Could you write out the opening lines of the data, word for word, stopping after the line that contains "Default, PartialEq, Eq)]"?

= Saved data entries =
▬▬▬▬▬▬

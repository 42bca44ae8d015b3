use serde::Deserialize;
use std::time::Duration;
use thiserror::Error;

// ---------------------------------------------------------------------------
// Errors
// ---------------------------------------------------------------------------

#[derive(Error, Debug)]
pub enum ConfigError {
    #[error("Invalid configuration: {0}")]
    InvalidConfig(String),

    #[error("Config file not found: {0}")]
    NotFound(String),

    #[error("IO error: {0}")]
    Io(#[from] std::io::Error),

    #[error("TOML parse error: {0}")]
    TomlParse(#[from] toml::de::Error),
}

// ---------------------------------------------------------------------------
// Config structs
// ---------------------------------------------------------------------------

/// Deployment environment; selects the log format and default level.
#[derive(Debug, Deserialize, Clone, Copy, Default, PartialEq, Eq)]
#[serde(rename_all = "lowercase")]
pub enum Environment {
    #[default]
    Local,
    Dev,
    Prod,
}

#[derive(Debug, Deserialize, Clone)]
pub struct ServerConfig {
    #[serde(default = "default_host")]
    pub host: String,
    #[serde(default = "default_port")]
    pub port: u16,
    /// Per-request deadline, seconds.
    #[serde(default = "default_timeout")]
    pub timeout_secs: u64,
    /// Also bounds how long graceful shutdown waits for open connections.
    #[serde(default = "default_idle_timeout")]
    pub idle_timeout_secs: u64,
}

#[derive(Debug, Deserialize, Clone)]
pub struct DatabaseConfig {
    /// sqlx connection string, e.g. `sqlite://auth.db` or `sqlite::memory:`.
    pub url: String,
    #[serde(default = "default_max_connections")]
    pub max_connections: u32,
}

#[derive(Debug, Deserialize, Clone)]
pub struct AuthConfig {
    #[serde(default = "default_token_expiry")]
    pub token_expiry_minutes: u64,
    /// HMAC key used to sign and verify session tokens.
    ///
    /// Prefer the `JWT_SECRET` environment variable; this field is the
    /// fallback. Minimum length: 32 characters. Rotating it invalidates
    /// every outstanding token.
    pub jwt_secret: Option<String>,
    /// Deadline for a single credential store call, milliseconds.
    #[serde(default = "default_store_timeout")]
    pub store_timeout_ms: u64,
    /// Role assigned to accounts created through signup.
    #[serde(default = "default_role")]
    pub default_role: String,
}

#[derive(Debug, Deserialize, Clone)]
pub struct AppConfig {
    #[serde(default)]
    pub env: Environment,
    pub server: ServerConfig,
    pub database: DatabaseConfig,
    pub auth: AuthConfig,
}

// ---------------------------------------------------------------------------
// Helpers
// ---------------------------------------------------------------------------

impl ServerConfig {
    /// Full bind address, e.g. `"0.0.0.0:8080"`
    pub fn addr(&self) -> String {
        format!("{}:{}", self.host, self.port)
    }

    pub fn timeout(&self) -> Duration {
        Duration::from_secs(self.timeout_secs)
    }

    pub fn idle_timeout(&self) -> Duration {
        Duration::from_secs(self.idle_timeout_secs)
    }
}

impl AuthConfig {
    pub fn token_expiry_secs(&self) -> Result<i64, ConfigError> {
        self.token_expiry_minutes
            .checked_mul(60)
            .and_then(|secs| i64::try_from(secs).ok())
            .ok_or_else(|| {
                ConfigError::InvalidConfig(format!(
                    "token_expiry_minutes {} is out of range",
                    self.token_expiry_minutes
                ))
            })
    }

    pub fn store_timeout(&self) -> Duration {
        Duration::from_millis(self.store_timeout_ms)
    }

    /// Resolve the signing secret with `JWT_SECRET` taking priority over the
    /// config file field. `None` when neither is set.
    pub fn resolved_jwt_secret(&self) -> Option<String> {
        resolve_secret(std::env::var("JWT_SECRET").ok(), self.jwt_secret.clone())
    }
}

pub(crate) fn resolve_secret(from_env: Option<String>, from_file: Option<String>) -> Option<String> {
    from_env
        .filter(|s| !s.is_empty())
        .or(from_file)
        .filter(|s| !s.is_empty())
}

/// Longest session lifetime accepted from config: one year.
pub const MAX_TOKEN_EXPIRY_MINUTES: u64 = 365 * 24 * 60;

// ---------------------------------------------------------------------------
// Serde defaults
// ---------------------------------------------------------------------------

pub fn default_host() -> String {
    "0.0.0.0".to_string()
}

pub fn default_port() -> u16 {
    8080
}

pub fn default_timeout() -> u64 {
    4
}

pub fn default_idle_timeout() -> u64 {
    60
}

pub fn default_max_connections() -> u32 {
    5
}

pub fn default_token_expiry() -> u64 {
    60
}

pub fn default_store_timeout() -> u64 {
    2000
}

pub fn default_role() -> String {
    "user".to_string()
}
use serde::{Deserialize, Serialize};
use thiserror::Error;

// ---------------------------------------------------------------------------
// Request wire types
// ---------------------------------------------------------------------------

#[derive(Debug, Clone, Deserialize)]
pub struct LoginData {
    pub name: String,
    pub password: String,
}

/// Body of `/auth`: a previously issued token plus the roles the caller's
/// route accepts.
#[derive(Debug, Clone, Deserialize)]
pub struct AuthorizeData {
    pub refresh_token: String,
    pub roles: Vec<String>,
}

#[derive(Debug, Clone, Deserialize)]
pub struct LogoutData {
    pub refresh_token: String,
}

// ---------------------------------------------------------------------------
// Response wire types
// ---------------------------------------------------------------------------

/// Returned by signup, login and authorize on success.
#[derive(Debug, Clone, Serialize, Deserialize)]
pub struct TokenResponse {
    pub refresh_token: String,
}

impl TokenResponse {
    pub fn new(refresh_token: String) -> Self {
        Self { refresh_token }
    }
}

// ---------------------------------------------------------------------------
// Field validation
// ---------------------------------------------------------------------------

/// Why a decoded request body was still rejected.
#[derive(Debug, Error, PartialEq, Eq)]
pub enum FieldError {
    #[error("missing required field: {0}")]
    Missing(&'static str),

    #[error("invalid email format")]
    InvalidEmail,
}

pub(crate) fn require(field: &'static str, value: &str) -> Result<(), FieldError> {
    if value.trim().is_empty() {
        return Err(FieldError::Missing(field));
    }
    Ok(())
}

impl LoginData {
    pub fn validate(&self) -> Result<(), FieldError> {
        require("name", &self.name)?;
        require("password", &self.password)
    }
}

impl AuthorizeData {
    /// An empty role list is allowed; it simply authorizes nobody.
    pub fn validate(&self) -> Result<(), FieldError> {
        require("refresh_token", &self.refresh_token)
    }
}

impl LogoutData {
    pub fn validate(&self) -> Result<(), FieldError> {
        require("refresh_token", &self.refresh_token)
    }
}
use std::sync::OnceLock;
use std::time::{SystemTime, UNIX_EPOCH};

/// Get current Unix timestamp in seconds
pub fn get_timestamp() -> i64 {
    SystemTime::now()
        .duration_since(UNIX_EPOCH)
        .map(|d| d.as_secs() as i64)
        .unwrap_or(0)
}

/// Generate a UUID v4 string (user ids, token ids)
pub fn generate_uuid() -> String {
    uuid::Uuid::new_v4().to_string()
}

/// Hash a password using Argon2id
pub fn hash_password(password: &str) -> anyhow::Result<String> {
    use argon2::{
        Argon2,
        password_hash::{PasswordHasher, SaltString},
    };
    use rand::rngs::OsRng;

    let salt = SaltString::generate(&mut OsRng);
    let argon2 = Argon2::default();

    argon2
        .hash_password(password.as_bytes(), &salt)
        .map(|hash| hash.to_string())
        .map_err(|e| anyhow::anyhow!("Password hashing failed: {}", e))
}

/// Verify a password against its hash
pub fn verify_password(hash: &str, password: &str) -> anyhow::Result<bool> {
    use argon2::{
        Argon2,
        password_hash::{PasswordHash, PasswordVerifier},
    };

    let parsed_hash = PasswordHash::new(hash)
        .map_err(|e| anyhow::anyhow!("Failed to parse password hash: {}", e))?;

    Ok(Argon2::default()
        .verify_password(password.as_bytes(), &parsed_hash)
        .is_ok())
}

/// A real argon2id hash of a throwaway password, verified against when the
/// user does not exist so both login failures cost one argon2 run.
pub fn dummy_password_hash() -> &'static str {
    static DUMMY: OnceLock<String> = OnceLock::new();
    DUMMY.get_or_init(|| hash_password("no such user").unwrap_or_default())
}

/// Compare a stored verifier with one presented back to us (already hashed).
/// Runs over the full length regardless of where the first difference is.
pub fn verifiers_match(stored: &str, presented: &str) -> bool {
    let (a, b) = (stored.as_bytes(), presented.as_bytes());
    if a.len() != b.len() {
        return false;
    }
    a.iter().zip(b).fold(0u8, |acc, (x, y)| acc | (x ^ y)) == 0
}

▬▬▬▬▬▬

= Response area =
repository 42bca44ae8d015b3
use serde::Deserialize;
use std::time::Duration;
use thiserror::Error;

// ---------------------------------------------------------------------------
// Errors
// ---------------------------------------------------------------------------

#[derive(Error, Debug)]
pub enum ConfigError {
    #[error("Invalid configuration: {0}")]
    InvalidConfig(String),

    #[error("Config file not found: {0}")]
    NotFound(String),

    #[error("IO error: {0}")]
    Io(#[from] std::io::Error),

    #[error("TOML parse error: {0}")]
    TomlParse(#[from] toml::de::Error),
}

// ---------------------------------------------------------------------------
// Config structs
// ---------------------------------------------------------------------------

/// Deployment environment; selects the log format and default level.
#[derive(Debug, Deserialize, Clone, Copy, Default, PartialEq, Eq)]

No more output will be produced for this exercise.